WHAT THIS TASK INVOLVES: Please find the lines in the following records that hold "blocks", and copy them.

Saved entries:

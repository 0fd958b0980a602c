use std::collections::HashSet;

use crate::render::document::{DisplayBlock, DisplayDocument, SectionBlock};
use crate::resume::sections::{SectionId, SectionKey};

/// Lays rendered sections out in `order`.
///
/// Ids without a rendered block are skipped. Custom sections placed on their own are
/// left out of the grouped `customSections` block, which is dropped if nothing remains.
pub fn arrange(document: &DisplayDocument, order: &[SectionId]) -> Vec<SectionBlock> {
    let placed_custom: HashSet<&str> = order
        .iter()
        .filter(|id| matches!(id, SectionId::Custom(_)) && document.section(id).is_some())
        .map(SectionId::as_str)
        .collect();

    let mut seen = HashSet::new();
    let mut arranged = Vec::with_capacity(order.len());

    for id in order {
        if !seen.insert(id) {
            continue;
        }
        let Some(block) = document.section(id) else {
            continue;
        };

        if *id != SectionId::Builtin(SectionKey::CustomSections) {
            arranged.push(block.clone());
            continue;
        }

        let blocks: Vec<DisplayBlock> = block
            .blocks
            .iter()
            .filter(|b| match b {
                DisplayBlock::Subsection(sub) => !placed_custom.contains(sub.id.as_str()),
                _ => true,
            })
            .cloned()
            .collect();
        if !blocks.is_empty() {
            arranged.push(SectionBlock {
                id: block.id.clone(),
                title: block.title.clone(),
                blocks,
            });
        }
    }

    arranged
}
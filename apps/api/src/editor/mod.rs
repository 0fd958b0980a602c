// Editing session and live preview: applies user edits to the resume, keeps the section
// order in step with the content, and re-renders on every request.

pub mod edits;
pub mod handlers;
pub mod preview;
pub mod session;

RESPONSE BOX:
        let blocks: Vec<DisplayBlock> = block
            .blocks
        if !blocks.is_empty() {
                blocks,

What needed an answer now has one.